Task brief:
Copy each line of the records that contains the word "spans".

Record set:
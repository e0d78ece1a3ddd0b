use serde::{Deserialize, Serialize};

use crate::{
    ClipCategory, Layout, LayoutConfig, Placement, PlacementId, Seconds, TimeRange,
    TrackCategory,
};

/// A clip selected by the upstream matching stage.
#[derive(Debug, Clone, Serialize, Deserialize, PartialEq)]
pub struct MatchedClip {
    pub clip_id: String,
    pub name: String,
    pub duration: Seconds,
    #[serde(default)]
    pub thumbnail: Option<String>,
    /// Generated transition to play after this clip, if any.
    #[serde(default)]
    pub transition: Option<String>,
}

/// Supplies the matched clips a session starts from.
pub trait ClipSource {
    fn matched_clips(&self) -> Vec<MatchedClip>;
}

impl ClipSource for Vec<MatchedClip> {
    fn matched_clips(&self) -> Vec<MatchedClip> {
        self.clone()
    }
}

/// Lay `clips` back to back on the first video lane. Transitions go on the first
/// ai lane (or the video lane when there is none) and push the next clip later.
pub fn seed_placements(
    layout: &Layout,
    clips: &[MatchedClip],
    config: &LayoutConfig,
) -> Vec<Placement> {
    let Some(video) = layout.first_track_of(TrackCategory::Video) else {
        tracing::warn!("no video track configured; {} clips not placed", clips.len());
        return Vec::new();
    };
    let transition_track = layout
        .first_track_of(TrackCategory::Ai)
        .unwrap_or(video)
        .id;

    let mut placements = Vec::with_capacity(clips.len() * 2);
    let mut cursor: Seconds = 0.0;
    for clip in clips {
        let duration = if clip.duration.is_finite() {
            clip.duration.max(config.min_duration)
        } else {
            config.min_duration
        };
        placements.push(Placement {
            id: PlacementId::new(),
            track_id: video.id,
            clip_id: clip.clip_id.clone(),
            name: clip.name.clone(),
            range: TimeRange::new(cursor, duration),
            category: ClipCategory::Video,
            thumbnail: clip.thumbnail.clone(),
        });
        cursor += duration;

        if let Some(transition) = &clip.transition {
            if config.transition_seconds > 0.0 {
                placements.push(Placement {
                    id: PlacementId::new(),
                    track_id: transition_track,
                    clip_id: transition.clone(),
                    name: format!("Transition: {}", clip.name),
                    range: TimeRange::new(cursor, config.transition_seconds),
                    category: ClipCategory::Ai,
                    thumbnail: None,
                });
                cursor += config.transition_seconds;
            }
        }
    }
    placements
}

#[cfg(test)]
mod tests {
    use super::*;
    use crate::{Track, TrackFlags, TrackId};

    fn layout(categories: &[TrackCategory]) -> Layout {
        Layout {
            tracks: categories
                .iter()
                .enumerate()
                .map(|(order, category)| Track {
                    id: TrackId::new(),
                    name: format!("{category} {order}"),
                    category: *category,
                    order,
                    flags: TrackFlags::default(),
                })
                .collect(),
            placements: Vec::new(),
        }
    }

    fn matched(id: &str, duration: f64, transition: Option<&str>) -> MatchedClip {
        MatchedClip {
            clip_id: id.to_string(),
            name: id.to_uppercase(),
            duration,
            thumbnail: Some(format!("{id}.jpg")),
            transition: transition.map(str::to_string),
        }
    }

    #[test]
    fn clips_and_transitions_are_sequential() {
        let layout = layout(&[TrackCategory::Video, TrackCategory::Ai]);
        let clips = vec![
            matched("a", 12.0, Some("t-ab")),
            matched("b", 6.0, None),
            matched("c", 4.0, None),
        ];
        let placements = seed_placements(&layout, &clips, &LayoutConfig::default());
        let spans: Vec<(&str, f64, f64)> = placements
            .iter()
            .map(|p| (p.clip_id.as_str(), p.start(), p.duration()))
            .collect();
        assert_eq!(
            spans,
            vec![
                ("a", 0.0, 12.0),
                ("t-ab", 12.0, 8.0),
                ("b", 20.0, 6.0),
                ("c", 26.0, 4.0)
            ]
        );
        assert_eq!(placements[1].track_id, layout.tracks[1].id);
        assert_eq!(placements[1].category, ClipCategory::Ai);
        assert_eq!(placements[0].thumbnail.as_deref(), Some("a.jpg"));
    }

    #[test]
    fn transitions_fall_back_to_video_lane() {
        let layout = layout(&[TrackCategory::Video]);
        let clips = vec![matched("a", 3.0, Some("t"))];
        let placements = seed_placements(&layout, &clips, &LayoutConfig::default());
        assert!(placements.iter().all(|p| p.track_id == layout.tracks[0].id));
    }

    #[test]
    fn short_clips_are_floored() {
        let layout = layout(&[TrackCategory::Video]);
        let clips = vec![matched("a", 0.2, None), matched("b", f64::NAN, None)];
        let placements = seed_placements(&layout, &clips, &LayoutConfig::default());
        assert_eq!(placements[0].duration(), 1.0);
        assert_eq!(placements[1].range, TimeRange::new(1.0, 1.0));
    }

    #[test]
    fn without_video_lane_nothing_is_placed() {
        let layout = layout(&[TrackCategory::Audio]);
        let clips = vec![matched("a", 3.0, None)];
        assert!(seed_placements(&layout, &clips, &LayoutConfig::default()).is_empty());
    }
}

Output below:
        let spans: Vec<(&str, f64, f64)> = placements
            spans,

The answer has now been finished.